#### TASK TO COMPLETE:
Only the lines from the beginning of the data below through the line that contains "the construction-time capabilities." should be repeated, exactly as written.

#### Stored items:
====

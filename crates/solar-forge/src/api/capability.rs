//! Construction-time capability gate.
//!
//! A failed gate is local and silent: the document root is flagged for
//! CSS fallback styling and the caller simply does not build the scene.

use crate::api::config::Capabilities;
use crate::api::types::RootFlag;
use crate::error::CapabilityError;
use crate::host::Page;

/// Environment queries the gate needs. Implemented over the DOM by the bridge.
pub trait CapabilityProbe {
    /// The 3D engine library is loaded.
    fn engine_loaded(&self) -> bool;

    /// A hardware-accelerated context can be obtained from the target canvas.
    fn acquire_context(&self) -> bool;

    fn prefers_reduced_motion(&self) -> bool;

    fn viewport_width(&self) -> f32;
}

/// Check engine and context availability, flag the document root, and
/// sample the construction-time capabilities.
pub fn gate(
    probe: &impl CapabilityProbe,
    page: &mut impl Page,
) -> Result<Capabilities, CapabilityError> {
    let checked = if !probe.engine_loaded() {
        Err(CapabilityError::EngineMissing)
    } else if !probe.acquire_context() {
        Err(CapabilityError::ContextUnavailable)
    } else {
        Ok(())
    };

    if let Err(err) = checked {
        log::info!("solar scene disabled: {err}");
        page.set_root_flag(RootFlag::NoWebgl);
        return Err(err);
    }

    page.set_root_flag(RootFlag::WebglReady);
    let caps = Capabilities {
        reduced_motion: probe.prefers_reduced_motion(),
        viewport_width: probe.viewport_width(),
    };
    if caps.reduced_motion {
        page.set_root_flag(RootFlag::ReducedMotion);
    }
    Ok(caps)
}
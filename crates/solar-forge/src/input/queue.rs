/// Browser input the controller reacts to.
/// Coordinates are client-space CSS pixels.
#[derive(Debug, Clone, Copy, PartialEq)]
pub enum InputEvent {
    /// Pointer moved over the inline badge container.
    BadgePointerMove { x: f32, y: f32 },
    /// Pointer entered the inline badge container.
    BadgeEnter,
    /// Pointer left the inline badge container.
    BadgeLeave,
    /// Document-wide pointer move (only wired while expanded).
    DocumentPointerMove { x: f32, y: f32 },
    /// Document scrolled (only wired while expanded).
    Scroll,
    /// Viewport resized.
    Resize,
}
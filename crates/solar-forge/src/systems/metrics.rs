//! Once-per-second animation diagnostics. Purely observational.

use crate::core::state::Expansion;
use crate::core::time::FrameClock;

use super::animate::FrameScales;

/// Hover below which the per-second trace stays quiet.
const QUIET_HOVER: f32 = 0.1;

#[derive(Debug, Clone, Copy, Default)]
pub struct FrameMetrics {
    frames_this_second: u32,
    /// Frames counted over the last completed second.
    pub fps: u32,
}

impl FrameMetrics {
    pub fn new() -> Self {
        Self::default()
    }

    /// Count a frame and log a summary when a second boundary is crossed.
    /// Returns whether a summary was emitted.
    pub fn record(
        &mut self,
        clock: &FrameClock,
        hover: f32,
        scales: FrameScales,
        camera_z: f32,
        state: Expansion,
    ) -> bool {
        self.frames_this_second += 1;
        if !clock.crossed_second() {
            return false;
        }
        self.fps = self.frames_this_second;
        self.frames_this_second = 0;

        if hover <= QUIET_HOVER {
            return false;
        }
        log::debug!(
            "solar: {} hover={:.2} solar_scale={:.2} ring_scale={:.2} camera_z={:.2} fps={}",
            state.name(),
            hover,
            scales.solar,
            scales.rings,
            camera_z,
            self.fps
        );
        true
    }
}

====

#### ANSWER SPACE:
filename crates/solar-forge/src/api/capability.rs
//! Construction-time capability gate.
//!
//! A failed gate is local and silent: the document root is flagged for
//! CSS fallback styling and the caller simply does not build the scene.

use crate::api::config::Capabilities;
use crate::api::types::RootFlag;
use crate::error::CapabilityError;
use crate::host::Page;

/// Environment queries the gate needs. Implemented over the DOM by the bridge.
pub trait CapabilityProbe {
    /// The 3D engine library is loaded.
    fn engine_loaded(&self) -> bool;

    /// A hardware-accelerated context can be obtained from the target canvas.
    fn acquire_context(&self) -> bool;

    fn prefers_reduced_motion(&self) -> bool;

    fn viewport_width(&self) -> f32;
}

/// Check engine and context availability, flag the document root, and
/// sample the construction-time capabilities.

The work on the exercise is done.